Results: The oocytes from DF were successfully retrieved in 445 cycles (83.0%), failed to be retrieved in 54 cycles (10.1%) and ovulated in 37 cycles (6.9%). In Group A, an average of 2.0 ± 1.7 mature oocytes were retrieved, which was significantly higher than the average of Group B, with 1.3 ± 1.3 matured oocytes and Group C, with an average of 1.1 ± 1.5 matured oocytes (P < 0.01). However, the average number of immature oocytes retrieved from each group show no difference among the three groups. There was no significant difference in maturation rates of immature oocytes, fertilization rates among the three groups. The clinical pregnancy rate per transfer cycle is 34.5%, 34.6% and 25.7% in Group A, B and C, respectively. No significant differences were observed in embryonic development and implantation capacity in Group B and C in comparison to Group A. And there was no significant difference in clinical pregnancy, implantation, live birth and miscarriage rates among the three groups. No significant differences were observed in the developmental and implantation capacity according to with or without in vivo matured oocytes were retrieved in Group B and Group C.
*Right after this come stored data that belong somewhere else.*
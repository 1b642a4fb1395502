//! CSV/TSV parser with delimiter detection.

use std::collections::HashMap;
use std::fs::File;
use std::io::{BufRead, BufReader, Read};
use std::path::Path;

use sha2::{Digest, Sha256};
use tracing::debug;

use super::source::{DataTable, SourceMetadata};
use crate::error::{Result, TabprobeError};

/// Delimiters to try when auto-detecting.
const DELIMITERS: &[u8] = &[b'\t', b',', b';', b'|'];

/// Parser configuration.
#[derive(Debug, Clone)]
pub struct ParserConfig {
    /// Delimiter to use (None = auto-detect).
    pub delimiter: Option<u8>,
    /// Whether the file has a header row.
    pub has_header: bool,
    /// Maximum rows to read (None = all).
    pub max_rows: Option<usize>,
    /// Quote character.
    pub quote: u8,
}

impl Default for ParserConfig {
    fn default() -> Self {
        Self {
            delimiter: None,
            has_header: true,
            max_rows: None,
            quote: b'"',
        }
    }
}

/// Parses delimited tabular data files.
pub struct Parser {
    config: ParserConfig,
}

impl Parser {
    /// Create a new parser with default configuration.
    pub fn new() -> Self {
        Self {
            config: ParserConfig::default(),
        }
    }

    /// Create a parser with custom configuration.
    pub fn with_config(config: ParserConfig) -> Self {
        Self { config }
    }

    /// Parse a file and return the data table and metadata.
    pub fn parse_file(&self, path: impl AsRef<Path>) -> Result<(DataTable, SourceMetadata)> {
        let path = path.as_ref();

        let mut file = File::open(path).map_err(|e| TabprobeError::io(path, e))?;
        let size_bytes = file
            .metadata()
            .map_err(|e| TabprobeError::io(path, e))?
            .len();

        let mut contents = Vec::new();
        file.read_to_end(&mut contents)
            .map_err(|e| TabprobeError::io(path, e))?;

        let mut hasher = Sha256::new();
        hasher.update(&contents);
        let hash = format!("sha256:{:x}", hasher.finalize());

        let delimiter = match self.config.delimiter {
            Some(d) => d,
            None => detect_delimiter(&contents)?,
        };

        let data_table = self.parse_bytes(&contents, delimiter)?;
        let format = data_table.format().to_string();

        debug!(
            path = %path.display(),
            rows = data_table.row_count(),
            columns = data_table.column_count(),
            format = %format,
            "parsed data file"
        );

        let source_metadata = SourceMetadata::new(
            path.to_path_buf(),
            hash,
            size_bytes,
            format,
            data_table.row_count(),
            data_table.column_count(),
        );

        Ok((data_table, source_metadata))
    }

    /// Parse bytes directly.
    fn parse_bytes(&self, bytes: &[u8], delimiter: u8) -> Result<DataTable> {
        let mut reader = csv::ReaderBuilder::new()
            .delimiter(delimiter)
            .has_headers(self.config.has_header)
            .quote(self.config.quote)
            .flexible(true)
            .from_reader(bytes);

        let mut records = Vec::new();
        for result in reader.records() {
            if let Some(max) = self.config.max_rows {
                if records.len() >= max {
                    break;
                }
            }
            records.push(result?);
        }

        let headers: Vec<String> = if self.config.has_header {
            dedupe_headers(reader.headers()?.iter().map(|s| s.trim().to_string()))
        } else {
            let width = records.iter().map(|r| r.len()).max().unwrap_or(0);
            (0..width).map(|i| format!("column_{}", i + 1)).collect()
        };

        if headers.is_empty() {
            return Err(TabprobeError::EmptyData("No columns found".to_string()));
        }

        let expected_cols = headers.len();
        let rows = records
            .into_iter()
            .map(|record| {
                let mut row: Vec<String> = record.iter().map(|s| s.to_string()).collect();
                // Ragged rows are padded with missing cells or truncated.
                row.resize(expected_cols, String::new());
                row
            })
            .collect();

        Ok(DataTable::new(headers, rows, delimiter))
    }
}

impl Default for Parser {
    fn default() -> Self {
        Self::new()
    }
}

/// Rename repeated header names to `name.1`, `name.2`, ... so every column
/// keeps its own findings. A generated name that collides with a later
/// header is suffixed again.
fn dedupe_headers(headers: impl IntoIterator<Item = String>) -> Vec<String> {
    let mut counts: HashMap<String, usize> = HashMap::new();

    headers
        .into_iter()
        .map(|mut name| {
            let mut seen = counts.get(&name).copied().unwrap_or(0);
            while seen > 0 {
                counts.insert(name.clone(), seen + 1);
                name = format!("{}.{}", name, seen);
                seen = counts.get(&name).copied().unwrap_or(0);
            }
            counts.insert(name.clone(), 1);
            name
        })
        .collect()
}

/// Detect the delimiter by analyzing the first few lines.
fn detect_delimiter(bytes: &[u8]) -> Result<u8> {
    let reader = BufReader::new(bytes);
    let lines: Vec<String> = reader
        .lines()
        .take(10)
        .filter_map(|l| l.ok())
        .filter(|l| !l.trim().is_empty())
        .collect();

    if lines.is_empty() {
        return Err(TabprobeError::EmptyData("No lines to analyze".to_string()));
    }

    let mut best_delimiter = b',';
    let mut best_score = 0;

    for &delim in DELIMITERS {
        let counts: Vec<usize> = lines
            .iter()
            .map(|line| count_delimiter_in_line(line, delim))
            .collect();

        let first_count = counts[0];
        if first_count == 0 {
            continue;
        }

        let consistent = counts.iter().all(|&c| c == first_count);
        let variance: f64 = if counts.len() > 1 {
            let mean = counts.iter().sum::<usize>() as f64 / counts.len() as f64;
            counts.iter().map(|&c| (c as f64 - mean).powi(2)).sum::<f64>() / counts.len() as f64
        } else {
            0.0
        };

        // Higher count with lower variance wins; tab gets a small bonus.
        let score = if consistent {
            first_count * 1000 + (if delim == b'\t' { 100 } else { 0 })
        } else if variance < 1.0 {
            first_count * 100
        } else {
            first_count
        };

        if score > best_score {
            best_score = score;
            best_delimiter = delim;
        }
    }

    Ok(best_delimiter)
}

/// Count delimiter occurrences in a line, respecting quotes.
fn count_delimiter_in_line(line: &str, delimiter: u8) -> usize {
    let delim_char = delimiter as char;
    let mut count = 0;
    let mut in_quotes = false;

    for ch in line.chars() {
        match ch {
            '"' => in_quotes = !in_quotes,
            c if c == delim_char && !in_quotes => count += 1,
            _ => {}
        }
    }

    count
}

#[cfg(test)]
mod tests {
    use super::*;

    #[test]
    fn test_detect_delimiter_csv() {
        let data = b"a,b,c\n1,2,3\n4,5,6";
        assert_eq!(detect_delimiter(data).unwrap(), b',');
    }

    #[test]
    fn test_detect_delimiter_tsv() {
        let data = b"a\tb\tc\n1\t2\t3\n4\t5\t6";
        assert_eq!(detect_delimiter(data).unwrap(), b'\t');
    }

    #[test]
    fn test_detect_delimiter_single_column_defaults_to_comma() {
        let data = b"value\n1\n2";
        assert_eq!(detect_delimiter(data).unwrap(), b',');
    }

    #[test]
    fn test_detect_delimiter_empty() {
        assert!(matches!(
            detect_delimiter(b"\n\n"),
            Err(TabprobeError::EmptyData(_))
        ));
    }

    #[test]
    fn test_parse_csv() {
        let parser = Parser::new();
        let data = b"name,age,city\nAlice,30,NYC\nBob,25,LA";
        let table = parser.parse_bytes(data, b',').unwrap();

        assert_eq!(table.headers, vec!["name", "age", "city"]);
        assert_eq!(table.row_count(), 2);
        assert_eq!(table.get(0, 0), Some("Alice"));
        assert_eq!(table.get(1, 1), Some("25"));
    }

    #[test]
    fn test_parse_header_only() {
        let parser = Parser::new();
        let table = parser.parse_bytes(b"a,b,c\n", b',').unwrap();

        assert_eq!(table.column_count(), 3);
        assert_eq!(table.row_count(), 0);
    }

    #[test]
    fn test_parse_ragged_rows() {
        let parser = Parser::new();
        let table = parser.parse_bytes(b"a,b,c\n1,2\n4,5,6,7", b',').unwrap();

        assert_eq!(table.rows[0], vec!["1", "2", ""]);
        assert_eq!(table.rows[1], vec!["4", "5", "6"]);
    }

    #[test]
    fn test_parse_max_rows() {
        let parser = Parser::with_config(ParserConfig {
            max_rows: Some(1),
            ..ParserConfig::default()
        });
        let table = parser.parse_bytes(b"a\n1\n2\n3", b',').unwrap();

        assert_eq!(table.row_count(), 1);
    }

    #[test]
    fn test_parse_without_header() {
        let parser = Parser::with_config(ParserConfig {
            has_header: false,
            ..ParserConfig::default()
        });
        let table = parser.parse_bytes(b"1,2\n3,4", b',').unwrap();

        assert_eq!(table.headers, vec!["column_1", "column_2"]);
        assert_eq!(table.row_count(), 2);
    }

    #[test]
    fn test_parse_repeated_headers() {
        let parser = Parser::new();
        let table = parser.parse_bytes(b"id,id,value,id\n1,2,3,4", b',').unwrap();

        assert_eq!(table.headers, vec!["id", "id.1", "value", "id.2"]);
    }

    #[test]
    fn test_dedupe_headers_collision() {
        let headers = ["id", "id.1", "id"].map(String::from);

        assert_eq!(dedupe_headers(headers), vec!["id", "id.1", "id.1.1"]);
    }

    #[test]
    fn test_format_from_delimiter() {
        let parser = Parser::new();

        assert_eq!(parser.parse_bytes(b"a\tb\n1\t2", b'\t').unwrap().format(), "tsv");
        assert_eq!(parser.parse_bytes(b"a;b\n1;2", b';').unwrap().format(), "csv-semicolon");
        assert_eq!(parser.parse_bytes(b"a,b\n1,2", b',').unwrap().format(), "csv");
    }

    #[test]
    fn test_parse_empty_input() {
        let parser = Parser::new();
        assert!(matches!(
            parser.parse_bytes(b"", b','),
            Err(TabprobeError::EmptyData(_))
        ));
    }

    #[test]
    fn test_is_null_value() {
        assert!(DataTable::is_null_value(""));
        assert!(DataTable::is_null_value("NA"));
        assert!(DataTable::is_null_value("N/A"));
        assert!(DataTable::is_null_value("n/a"));
        assert!(DataTable::is_null_value("NaN"));
        assert!(DataTable::is_null_value("null"));
        assert!(DataTable::is_null_value("NULL"));
        assert!(DataTable::is_null_value("None"));
        assert!(DataTable::is_null_value("#N/A"));
        assert!(DataTable::is_null_value("<NA>"));
        assert!(!DataTable::is_null_value("  "));
        assert!(!DataTable::is_null_value("na"));
        assert!(!DataTable::is_null_value("none"));
        assert!(!DataTable::is_null_value("NONE"));
        assert!(!DataTable::is_null_value(" NA"));
        assert!(!DataTable::is_null_value("value"));
        assert!(!DataTable::is_null_value("0"));
        assert!(!DataTable::is_null_value("-"));
    }
}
Conclusion: The presence or ovulation of the dominant follicle from the ovaries does not significantly influence the developmental and implantation capacity of immature oocytes retrieved from small follicles, suggesting that NC-IVF/M is a promising treatment option for women without ovarian stimulation.

Introduction

The world first in vitro fertilization (IVF) baby was born from natural cycle [1]. With the efficiency of IVF treatment, natural cycle was gradually replaced by ovarian stimulation cycle, as the success rate was directly related to the number of oocytes retrieved [2, 3]. Initially, the relatively simple and cheap medication, clomiphene citrate, combined with or without urinary gonadotrophins were used to stimulate ovaries [2]. Later, the use of gonadotrophin releasing hormone agonists (GnRH-a) was introduced in the mid-1980s to prevent premature luteinizing hormone surges [3]. The early 1990s introduced the development of highly purified and then recombinant gonadotrophins [4]. Gonadotrophin stimulation with GnRH analogues became the golden standard method to retrieve more oocytes [4, 5]. However, ovarian stimulation is always accomplished with direct or indirect side-effects, especially higher risk of ovarian hyper stimulation syndrome (OHSS), which is a life-threatening condition for women [4]. Therefore, many attempts with different efficiency on modified protocols were applied [68]. The dominant follicle (DF) selection and ovulation in mammals are complex and precisely regulated processes [9]. It is a common belief that only a dominant follicle is selected from a single cohort of antral follicles in the follicular phase of human menstrual cycle. The DF continues to develop and to ovulate while all other subordinate follicles regress [1013]. However, it is demonstrated that the developmental competence of bovine oocytes from the small antra follicles is not adversely affected either by the presence of a dominant follicle or by the phase of folliculogenesis [14]. The serial transvaginal ultrasonographic evaluation revealed a wave phenomenon of follicular development where the small antral follicles in the luteal phase may not necessarily be in atresia but in the early stages of follicular development in women [1517]. Interestingly, the natural cycle IVF combined with in vitro maturation (IVM) of immature oocytes (NC-IVF/M) treatment has been established as a vital treatment for different types of infertility [8, 1820].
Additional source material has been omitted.